2013 Burdick-Vary Symposium:
Speakers:
Muzaffar Alam, University of Chicago
Munis Faruqui, University of California, Berkeley
Nile Green, University of California, Los Angeles
Brendan LaRocque, Carleton College
Rajeev Kinra, Northwestern University
Azfar Moin, Southern Methodist University
Ramya Sreenivasan, University of Pennsylvania
Scholars have begun to recognize that the early modern transformations of religion in India had much in common with European reformations. Some of the religious policies of the Mughal emperor Akbar remind us of the new attitudes to religious, social, economic and political organization that emerged in reformation Europe. Similarly, Akbar’s great-grandson Dara Shukoh was an exemplary early modern thinker in his belief that the Upanishads could be read as a commentary on the Qur’an. By contrast, the last great Mughal emperor Aurangzeb appears to have retreated into an unsuccessful counter-reformation in an attempt to thwart the rising tide of devotionalist movements in the cities and towns which were associated with such reformist thinkers or nirgun sants as Kabir, Guru Nanak, Pranath, Namdev, and Dadu. Historians of Jainism have likened a fifteenth-century reformist branch of their religion to Lutheran Protestantism and claimed it to be a forerunner of these early modern devotionalist movements. All such movements appear to have regarded both Hinduism and Islam as fundamentally wrong-headed in their stress on external authority and outward ritual and, representing the interests of townspeople, a unified merchant class, and lower castes emerging from beneath the centralized patterns of Mughal rule, stressed inner discipline and personal piety instead.
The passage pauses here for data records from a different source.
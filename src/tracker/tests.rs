use super::*;
use crate::edges::{FieldConfig, GradientField};
use crate::geometry::{Point, Vector};
use crate::image::ImageU8;

const W: usize = 100;
const H: usize = 64;

/// Light top half, dark from row 32 down.
fn step_data() -> Vec<u8> {
    let mut data = vec![200u8; W * H];
    for v in data.iter_mut().skip(32 * W) {
        *v = 50;
    }
    data
}

fn field_of(data: &[u8]) -> GradientField {
    let img = ImageU8 {
        w: W,
        h: H,
        stride: W,
        data,
    };
    GradientField::new(&img, FieldConfig::default())
}

#[test]
fn fast_track_follows_a_step_edge() {
    let field = field_of(&step_data());
    let mut tracker = Tracker::new(W, H, TrackerConfig::default());
    let bs = tracker
        .fast_track(&field, 3, Point::new(50, 0), Point::new(50, 63))
        .expect("edge crossed by the stroke");
    assert_eq!(bs.center(), Point::new(50, 31));
    assert!(
        bs.all_points().iter().all(|p| p.y == 31),
        "last light row holds the strongest gradient"
    );
    let bb = bs.bounding_box();
    assert_eq!((bb.xmin, bb.xmax), (18, 82), "32 scans on each side");
    assert_eq!(bs.len(), 65);
}

#[test]
fn fast_track_records_scans_on_request() {
    let field = field_of(&step_data());
    let config = TrackerConfig {
        record_scans: true,
        ..TrackerConfig::default()
    };
    let mut tracker = Tracker::new(W, H, config);
    tracker.fast_track(&field, 3, Point::new(50, 0), Point::new(50, 63));
    assert_eq!(tracker.scans().len(), 65);
    assert_eq!(tracker.scan_bounds(false).len(), 65);
    tracker.clear_scans();
    assert!(tracker.scans().is_empty());
}

#[test]
fn fast_track_finds_nothing_on_a_uniform_image() {
    let field = field_of(&vec![128u8; W * H]);
    let mut tracker = Tracker::new(W, H, TrackerConfig::default());
    assert!(tracker
        .fast_track(&field, 3, Point::new(50, 0), Point::new(50, 63))
        .is_none());
}

#[test]
fn short_stroke_gives_no_start() {
    let field = field_of(&step_data());
    let mut tracker = Tracker::new(W, H, TrackerConfig::default());
    assert!(tracker
        .fast_track(&field, 3, Point::new(50, 28), Point::new(50, 33))
        .is_none());
}

#[test]
fn fine_track_runs_to_the_image_borders() {
    let field = field_of(&step_data());
    let mut tracker = Tracker::new(W, H, TrackerConfig::default());
    let gref = field.value(Point::new(50, 31));
    let bs = tracker
        .fine_track(&field, 3, Point::new(50, 31), Vector::new(1, 0), 9, gref)
        .expect("edge along the scan direction");
    assert!(bs.all_points().iter().all(|p| p.y == 31));
    let bb = bs.bounding_box();
    assert_eq!((bb.xmin, bb.xmax), (2, 97), "null gradient on the border");
    assert_eq!(bs.len(), 96);
    let failure = tracker.failure();
    assert!(failure.contains(TrackFailure::IMAGE_BOUND_ON_LEFT));
    assert!(failure.contains(TrackFailure::IMAGE_BOUND_ON_RIGHT));
    assert!(!failure.contains(TrackFailure::NO_START));
    assert!(!failure.contains(TrackFailure::LOST_ORIENTATION));
}

#[test]
fn fine_track_rejects_opposite_gradients() {
    let field = field_of(&step_data());
    let mut tracker = Tracker::new(W, H, TrackerConfig::default());
    let gref = -field.value(Point::new(50, 31));
    let bs = tracker.fine_track(&field, 3, Point::new(50, 31), Vector::new(1, 0), 9, gref);
    assert!(bs.is_none());
    assert_eq!(tracker.failure(), TrackFailure::NO_START);
}

#[test]
fn failure_bits_are_readable() {
    let mut failure = TrackFailure::NONE;
    assert_eq!(failure.to_string(), "none");
    failure.insert(TrackFailure::NO_START);
    failure.insert(TrackFailure::LOST_ORIENTATION);
    assert_eq!(failure.bits(), 33);
    assert_eq!(failure.to_string(), "no start, lost orientation");
}
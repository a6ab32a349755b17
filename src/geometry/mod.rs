//! Integer plane geometry used throughout the detector.
//!
//! - [`Point`] / [`Vector`]: pixel coordinates and displacements with exact
//!   `i64` dot and cross products.
//! - [`AbsRat`]: non-negative fraction compared by cross-multiplication, so
//!   width and height tests never go through floating point.
//! - Step patterns: Bresenham-like boolean runs describing how a digital line
//!   advances along its minor axis.
//!
//! Image coordinates: `x` grows to the right, `y` grows with the row index.

mod absrat;
mod point;

pub use absrat::AbsRat;
pub use point::{BoundingBox, Point, Vector};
In conjunction with these religious elements of an emerging early modern culture, historians of philosophy have pointed at the ”new reason” (navya nyaya) and its stress on evidence-based and collaborative methods of inquiry as the expression of a new philosophical self. Another crucial element of early modernity appears to have been the articulation of a new literary Indo-Persian style through calls for “speaking the fresh” (taza-gu”i). This echoes yet other historians and literary scholars who have pointed at early modern qualities — including the concept of an autonomous subjective individual — in sixteenth-century Telugu works.
The evidence for a religious reformation in India is thus too powerful to be ignored. But the different strands of scholarship — historical, religious, philosophical, and literary — dealing with the issue have developed in relative isolation. This pre-conference aims to remedy this situation and produce a more integrated picture of these momentous transformations.